▶ PROBLEM
Here is the task for the records below: repeat exactly the lines from the one with "to plain text." to the one with "static BLOCK_END_RE: LazyLock<Regex>", both included, and nothing else.

▶ GIVEN RECORDS
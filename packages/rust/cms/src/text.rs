//! Markup stripping for CMS-rendered fields.

use std::sync::LazyLock;

use regex::Regex;
use scraper::Html;

/// Convert an HTML fragment (title, excerpt, body) to plain text.
///
/// Entities are decoded, `<script>`/`<style>` content is dropped, block
/// boundaries become spaces and whitespace runs collapse to one space.
pub fn html_to_text(html: &str) -> String {
    static BLOCK_END_RE: LazyLock<Regex> = LazyLock::new(|| {
        Regex::new(r"(?i)<br\s*/?>|</(?:p|div|li|h[1-6]|blockquote|figcaption)>")
            .expect("valid regex")
    });
    static WS_RE: LazyLock<Regex> =
        LazyLock::new(|| Regex::new(r"\s+").expect("valid regex"));

    let spaced = BLOCK_END_RE.replace_all(html, "$0 ");
    let fragment = Html::parse_fragment(&spaced);

    let mut text = String::with_capacity(html.len());
    for node in fragment.root_element().descendants() {
        let Some(chunk) = node.value().as_text() else {
            continue;
        };
        let hidden = node.ancestors().any(|a| {
            a.value()
                .as_element()
                .is_some_and(|e| matches!(e.name(), "script" | "style"))
        });
        if !hidden {
            text.push_str(chunk);
        }
    }

    WS_RE.replace_all(&text, " ").trim().to_string()
}
//! Shared types, error model, and configuration for postrelay.
//!
//! This crate is the foundation depended on by all other postrelay crates.
//! It provides:
//! - [`PostRelayError`] and the per-stage error types
//! - Domain types ([`ArticleContent`], [`RenderedAsset`], [`Target`], [`PipelineResult`])
//! - Configuration ([`AppConfig`], [`Settings`], config loading)

pub mod config;
pub mod error;
pub mod types;

// Re-export public API at crate root for ergonomic imports.
pub use config::{
    AppConfig, BrandConfig, CaptionConfig, CaptionSettings, CmsConfig, CmsSettings,
    CreativeFormat, DedupBackend, DedupConfig, ServerConfig, Settings, SocialConfig,
    SocialSettings, TargetConfig, Timeouts, TimeoutsConfig, config_dir, config_file_path,
    init_config, load_config, load_config_from,
};
pub use error::{FetchError, MediaPublishError, PostRelayError, RenderError, Result, TargetError};
pub use types::{
    ArticleContent, ArticleRef, Caption, CaptionOrigin, ImageSource, Platform, PipelineResult,
    PublicMediaUrl, PublishOutcome, RenderRequest, RenderedAsset, RunId, Target, TargetState,
};
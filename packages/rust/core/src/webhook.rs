//! HTTP front door: the CMS webhook and a liveness route.

use std::sync::Arc;

use axum::{
    Router,
    body::Bytes,
    extract::State,
    http::StatusCode,
    response::{IntoResponse, Json, Response},
    routing::{get, post},
};
use serde::Serialize;
use serde_json::Value;
use tracing::{info, warn};

use postrelay_shared::{ArticleRef, PostRelayError, PublishOutcome, Result};

use crate::pipeline::{Pipeline, PipelineError, RunReport, SilentProgress};

/// Status token for a payload that names no usable article id.
pub const MALFORMED_PAYLOAD: &str = "payload_invalido";

/// Static liveness text.
pub const LIVENESS: &str = concat!("postrelay ", env!("CARGO_PKG_VERSION"), " is running");

/// JSON body of every webhook response.
#[derive(Debug, Serialize)]
pub struct WebhookResponse {
    pub status: &'static str,
    #[serde(skip_serializing_if = "Option::is_none")]
    pub stage: Option<&'static str>,
    #[serde(skip_serializing_if = "Option::is_none")]
    pub detail: Option<String>,
    #[serde(skip_serializing_if = "Option::is_none")]
    pub outcomes: Option<Vec<PublishOutcome>>,
}

impl WebhookResponse {
    fn status(status: &'static str) -> Self {
        Self {
            status,
            stage: None,
            detail: None,
            outcomes: None,
        }
    }
}

/// Build the router. `webhook_path` is the configured POST route.
pub fn router(pipeline: Arc<Pipeline>, webhook_path: &str) -> Router {
    Router::new()
        .route("/", get(liveness))
        .route(webhook_path, post(receive))
        .with_state(pipeline)
}

async fn liveness() -> &'static str {
    LIVENESS
}

async fn receive(State(pipeline): State<Arc<Pipeline>>, body: Bytes) -> Response {
    let article = match parse_post_id(&body) {
        Ok(article) => article,
        Err(e) => {
            warn!(error = %e, "rejected webhook payload");
            return (
                StatusCode::BAD_REQUEST,
                Json(WebhookResponse {
                    detail: Some(e.to_string()),
                    ..WebhookResponse::status(MALFORMED_PAYLOAD)
                }),
            )
                .into_response();
        }
    };

    info!(post_id = %article, "webhook received");
    let (status, response) = match pipeline.run(&article, &SilentProgress).await {
        Ok(report) => {
            let status = report.status_token();
            let outcomes = match report {
                RunReport::Completed(result) => Some(result.outcomes),
                RunReport::Duplicate => None,
            };
            (
                StatusCode::OK,
                WebhookResponse {
                    outcomes,
                    ..WebhookResponse::status(status)
                },
            )
        }
        Err(e) => (StatusCode::INTERNAL_SERVER_ERROR, error_response(e)),
    };

    (status, Json(response)).into_response()
}

fn error_response(err: PipelineError) -> WebhookResponse {
    let status = err.status_token();
    let stage = Some(err.stage().as_str());
    let detail = Some(err.to_string());
    let outcomes = match err {
        PipelineError::FanoutTotalFailure(result) => Some(result.outcomes),
        _ => None,
    };

    WebhookResponse {
        status,
        stage,
        detail,
        outcomes,
    }
}

/// Extract the article id from a webhook body.
///
/// Accepts `{"post_id": 42}`, `{"post_id": "42"}` or either wrapped in a
/// single-element array. Ids must be positive integers.
pub fn parse_post_id(body: &[u8]) -> Result<ArticleRef> {
    let value: Value = serde_json::from_slice(body)
        .map_err(|e| PostRelayError::parse(format!("body is not JSON: {e}")))?;

    let object = match &value {
        Value::Array(items) => items
            .first()
            .ok_or_else(|| PostRelayError::validation("payload array is empty"))?,
        other => other,
    };

    let raw = object
        .get("post_id")
        .ok_or_else(|| PostRelayError::validation("payload has no post_id"))?;

    let id = match raw {
        Value::Number(n) => n.as_u64(),
        Value::String(s) => s.trim().parse::<u64>().ok(),
        _ => None,
    }
    .filter(|id| *id > 0)
    .ok_or_else(|| PostRelayError::validation(format!("post_id {raw} is not a positive integer")))?;

    Ok(ArticleRef::new(id.to_string()))
}

#[cfg(test)]
mod tests {
    use super::*;
    use crate::testing::Fakes;
    use axum::body::{Body, to_bytes};
    use axum::http::Request;
    use postrelay_shared::{FetchError, Platform, TargetError};
    use tower::ServiceExt;

    fn app(fakes: Fakes) -> Router {
        let (pipeline, _calls) = fakes.build();
        router(Arc::new(pipeline), "/webhook-receiver")
    }

    async fn post_json(app: Router, body: &str) -> (StatusCode, Value) {
        let response = app
            .oneshot(
                Request::builder()
                    .method("POST")
                    .uri("/webhook-receiver")
                    .header("content-type", "application/json")
                    .body(Body::from(body.to_string()))
                    .unwrap(),
            )
            .await
            .unwrap();

        let status = response.status();
        let bytes = to_bytes(response.into_body(), usize::MAX).await.unwrap();
        (status, serde_json::from_slice(&bytes).unwrap())
    }

    #[test]
    fn post_id_shapes() {
        assert_eq!(parse_post_id(br#"{"post_id": 42}"#).unwrap().id(), "42");
        assert_eq!(parse_post_id(br#"{"post_id": " 42 "}"#).unwrap().id(), "42");
        assert_eq!(parse_post_id(br#"[{"post_id": 7}]"#).unwrap().id(), "7");
    }

    #[test]
    fn malformed_payloads_are_rejected() {
        let bodies: [&[u8]; 10] = [
            b"not json",
            br#"[]"#,
            br#"{}"#,
            br#"{"post_id": 0}"#,
            br#"{"post_id": -3}"#,
            br#"{"post_id": 4.5}"#,
            br#"{"post_id": ""}"#,
            br#"{"post_id": "abc"}"#,
            br#"{"post_id": null}"#,
            br#"{"id": 42}"#,
        ];
        for body in bodies {
            assert!(parse_post_id(body).is_err(), "accepted {:?}", String::from_utf8_lossy(body));
        }
    }

    #[tokio::test]
    async fn example_delivery_answers_sucesso() {
        let (status, body) = post_json(app(Fakes::default()), r#"{"post_id": 42}"#).await;
        assert_eq!(status, StatusCode::OK);
        assert_eq!(body["status"], "sucesso");
        assert_eq!(body["outcomes"].as_array().map(Vec::len), Some(2));
    }

    #[tokio::test]
    async fn duplicate_delivery_answers_duplicado() {
        let (pipeline, _calls) = Fakes::default().build();
        let app = router(Arc::new(pipeline), "/webhook-receiver");

        let (_, first) = post_json(app.clone(), r#"{"post_id": 42}"#).await;
        assert_eq!(first["status"], "sucesso");

        let (status, second) = post_json(app, r#"[{"post_id": "42"}]"#).await;
        assert_eq!(status, StatusCode::OK);
        assert_eq!(second, serde_json::json!({"status": "duplicado"}));
    }

    #[tokio::test]
    async fn malformed_payload_is_400() {
        let (status, body) = post_json(app(Fakes::default()), r#"{"post": 1}"#).await;
        assert_eq!(status, StatusCode::BAD_REQUEST);
        assert_eq!(body["status"], MALFORMED_PAYLOAD);
    }

    #[tokio::test]
    async fn stage_failure_is_500_with_stage() {
        let fakes = Fakes {
            fetch: Err(FetchError::NotFound { id: "42".into() }),
            ..Fakes::default()
        };
        let (status, body) = post_json(app(fakes), r#"{"post_id": 42}"#).await;
        assert_eq!(status, StatusCode::INTERNAL_SERVER_ERROR);
        assert_eq!(body["status"], "erro_processamento_wp");
        assert_eq!(body["stage"], "content_fetch");
        assert!(body["detail"].as_str().unwrap().contains("not found"));
    }

    #[tokio::test]
    async fn total_fanout_failure_reports_outcomes() {
        let fakes = Fakes {
            targets: vec![(
                Platform::FacebookPage,
                Some("1"),
                Err(TargetError::Api {
                    status: 400,
                    body: r#"{"error":{"code":190}}"#.into(),
                }),
            )],
            ..Fakes::default()
        };
        let (status, body) = post_json(app(fakes), r#"{"post_id": 42}"#).await;
        assert_eq!(status, StatusCode::INTERNAL_SERVER_ERROR);
        assert_eq!(body["status"], "erro_publicacao_redes");
        assert_eq!(body["outcomes"][0]["state"], "FAILED");
        assert!(body["outcomes"][0]["detail"].as_str().unwrap().contains("190"));
    }

    #[tokio::test]
    async fn liveness_route_answers_200() {
        let response = app(Fakes::default())
            .oneshot(Request::builder().uri("/").body(Body::empty()).unwrap())
            .await
            .unwrap();
        assert_eq!(response.status(), StatusCode::OK);
        let bytes = to_bytes(response.into_body(), usize::MAX).await.unwrap();
        assert_eq!(bytes, LIVENESS.as_bytes());
    }
}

▶ REPLY
/// Convert an HTML fragment (title, excerpt, body) to plain text.
///
/// Entities are decoded, `<script>`/`<style>` content is dropped, block
/// boundaries become spaces and whitespace runs collapse to one space.
pub fn html_to_text(html: &str) -> String {
    static BLOCK_END_RE: LazyLock<Regex> = LazyLock::new(|| {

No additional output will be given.